Treasury Yields Fluctuate
On Thursday, the Bureau of Economic Analysis released its Personal Consumption Expenditures Price (PCE) Index indicating slowing inflation. Excluding food and energy, the PCE measured a rise of 0.2% in October, below economists' estimates of 0.3%. On an annualized basis, the core PCE slowed its growth in August at 5%, down from 5.2% in September.
"This morning's data was a goldilocks report as it showed core inflation continuing to drop," said Independent Advisor Alliance chief economist, Chris Zaccarelli. "If inflation keeps coming down, then markets will keep running higher, as investors will conclude that the Fed will not need to raise rates as high, or keep them high for as long, as previously expected."
The benchmark 10-year Treasury note yield opened the week of November 28 at 3.69% and traded as low as 3.50% on Thursday. The 30-year Treasury bond opened the week at 3.74% and traded as low as 3.60% on Thursday.
On Thursday, the U.S. Department of Labor reported that initial claims for unemployment decreased by 16,000 to 225,000 for the week ending November 26, coming in below analysts' estimates of 235,000. Ongoing unemployment claims increased by 57,000 to 1.61 million, exceeding economists' estimated 1.57 million.
"The jobless claims data provide no evidence of a weakening in the labor market through late November," said Conrad DeQuadros, senior economic advisor at Brean Capital in New York.
The 10-year Treasury note yield closed at 3.51% on 12/02, while the 30-year Treasury bond yield was 3.56%.
Mortgage Rates Decline
The 30-year fixed rate mortgage rate averaged 6.49%, down from 6.58% last week. At this time last year, the 30-year fixed rate mortgage averaged 3.11%.
This week, the 15-year fixed rate mortgage averaged 5.76%, down from 5.90% last week. Last year at this time, the 15-year fixed rate mortgage averaged 2.39%.

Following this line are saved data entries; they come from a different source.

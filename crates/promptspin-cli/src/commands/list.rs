//! List command implementation
//!
//! Scans the wildcard root for `.txt` files and reports the token each one
//! backs, how many options it parses into, and whether it is mirror-flagged.

use anyhow::{bail, Result};
use colored::Colorize;
use promptspin_core::{WildcardStore, MIRROR_SUFFIX};
use serde::Serialize;
use std::process::ExitCode;
use walkdir::WalkDir;

use super::wildcard_root;

/// One wildcard token entry in the listing.
#[derive(Serialize)]
struct TokenEntry {
    token: String,
    options: usize,
    mirror: bool,
}

/// Run the list command.
pub fn run(wildcards: Option<&str>, json: bool) -> Result<ExitCode> {
    let root = wildcard_root(wildcards);
    if !root.is_dir() {
        bail!("wildcard directory not found: {}", root.display());
    }
    let store = WildcardStore::new(&root);

    let mut entries = Vec::new();
    for entry in WalkDir::new(&root)
        .sort_by_file_name()
        .into_iter()
        .filter_map(|entry| entry.ok())
    {
        let path = entry.path();
        if !path.is_file() || path.extension().and_then(|ext| ext.to_str()) != Some("txt") {
            continue;
        }
        let Ok(relative) = path.strip_prefix(&root) else {
            continue;
        };
        let token = relative
            .with_extension("")
            .to_string_lossy()
            .replace('\\', "/");
        let options = store.resolve_options(&token).len();
        let mirror = token.ends_with(MIRROR_SUFFIX);
        entries.push(TokenEntry {
            token,
            options,
            mirror,
        });
    }

    if json {
        println!("{}", serde_json::to_string_pretty(&entries)?);
    } else {
        println!(
            "{} {} ({} token(s))",
            "Wildcards:".cyan().bold(),
            root.display(),
            entries.len()
        );
        for entry in &entries {
            let marker = if entry.mirror { " (mirror)" } else { "" };
            println!(
                "  __{}__{} - {} option(s)",
                entry.token,
                marker.dimmed(),
                entry.options
            );
        }
    }

    Ok(ExitCode::SUCCESS)
}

"Mortgage rates continued to drop this week as optimism grows around the prospect that the Federal Reserve will slow its pace of rate hikes," said Freddie Mac's Chief Economist, Sam Khater. "Even as rates decrease and house prices soften, economic uncertainty continues to limit homebuyer demand as we enter the last month of the year."
Based on published national averages, the savings rate was 0.24% as of 11/21. The one-year CD averaged 0.90%.